Does potential warrant use of unsatisfactory methods? The future of animal cloning, a process of generating a genetically identical copy of a cell or an organism, depends on the answer to this poignant question. Since its inception in 1996 with the cloning of Dolly the sheep from an adult somatic cell, clone production has been a very controversial topic and the allowance of this practice has been a heavily debated matter with many still questioning whether its advantages outweigh the disadvantages. This is displayed as after the Dolly news broke in 1997, the United Nations Educational, Scientific and Cultural Organization (UNESCO) immediately banned cloning; during the next year Argentina, Austria, Brazil, Denmark, Georgia, Germany, Iceland, Mexico, Norway, Peru, Slovakia, Spain, South Africa and the United Kingdom had introduced similar bans; and in a few years’ time at least 30 countries had followed suit. (Häyry, M., 2021.)

Types of Cloning

Animal cloning varies immensely in both its methods as well as its uses, for example the differences between therapeutic cloning and reproductive cloning, which differ on the basis that they attempt to achieve different goals.
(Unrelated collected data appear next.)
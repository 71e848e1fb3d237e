use anyhow::{Context, Result};
use insta_cmd::assert_cmd_snapshot;
use serde_json::Value;

use crate::CliTest;

/// Validates config file structure and default values.
fn assert_config_content(content: &str) -> Result<()> {
    let parsed: Value = serde_json::from_str(content).context("Config should be valid JSON")?;

    assert_eq!(parsed["storageFolder"], "./localization");
    assert_eq!(parsed["clientFolder"], "");
    assert_eq!(parsed["unicode"], true);
    assert_eq!(parsed["sources"][0]["alias"], "app");
    assert!(
        parsed["sources"][0]["excludeFolders"]
            .as_array()
            .is_some_and(|folders| folders.iter().any(|f| f == "node_modules")),
        "Default source should exclude node_modules"
    );

    assert!(
        content.contains("\n  \""),
        "Config should use 2-space indentation"
    );

    Ok(())
}

#[test]
fn test_init_creates_config() -> Result<()> {
    let test = CliTest::new()?;

    assert_cmd_snapshot!(test.command().arg("init"), @r"
    success: true
    exit_code: 0
    ----- stdout -----
    ✓ Created .locsyncrc.json

    ----- stderr -----
    ");

    assert!(test.root().join(".locsyncrc.json").exists());
    let content = test.read_file(".locsyncrc.json")?;
    assert_config_content(&content)?;

    Ok(())
}

#[test]
fn test_init_fails_if_exists() -> Result<()> {
    let test = CliTest::with_file(".locsyncrc.json", "{}")?;

    assert_cmd_snapshot!(test.command().arg("init"), @r"
    success: false
    exit_code: 1
    ----- stdout -----

    ----- stderr -----
    Error: .locsyncrc.json already exists
    ");

    assert_eq!(test.read_file(".locsyncrc.json")?, "{}");

    Ok(())
}

#[test]
fn test_no_command_prints_help() -> Result<()> {
    let test = CliTest::new()?;
    let output = test.run(&[])?;

    assert_eq!(output.status.code(), Some(0));
    assert!(crate::stdout(&output).contains("Usage:"));

    Ok(())
}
Therapeutic cloning, which employs a technique known as somatic cell nuclear transfer (SCNT), involves the removal of the nucleus of an egg cell and then replacing it with the genetic material from the nucleus of a body cell and then electrically stimulating it to begin dividing. Whilst the embryo is in early stages of development, the inner cell mass of the embryo is grown in a culture dish to yield stem cells, which are then used for medicinal purposes (Burgess, D., 2021). Similarly reproductive cloning also utilises SCNT however instead of destroying the embryo to produce stem cells, the embryo is instead transferred into the uterus of a surrogate mother which then undergoes a normal birth to produce a clone of the animal providing the somatic cell.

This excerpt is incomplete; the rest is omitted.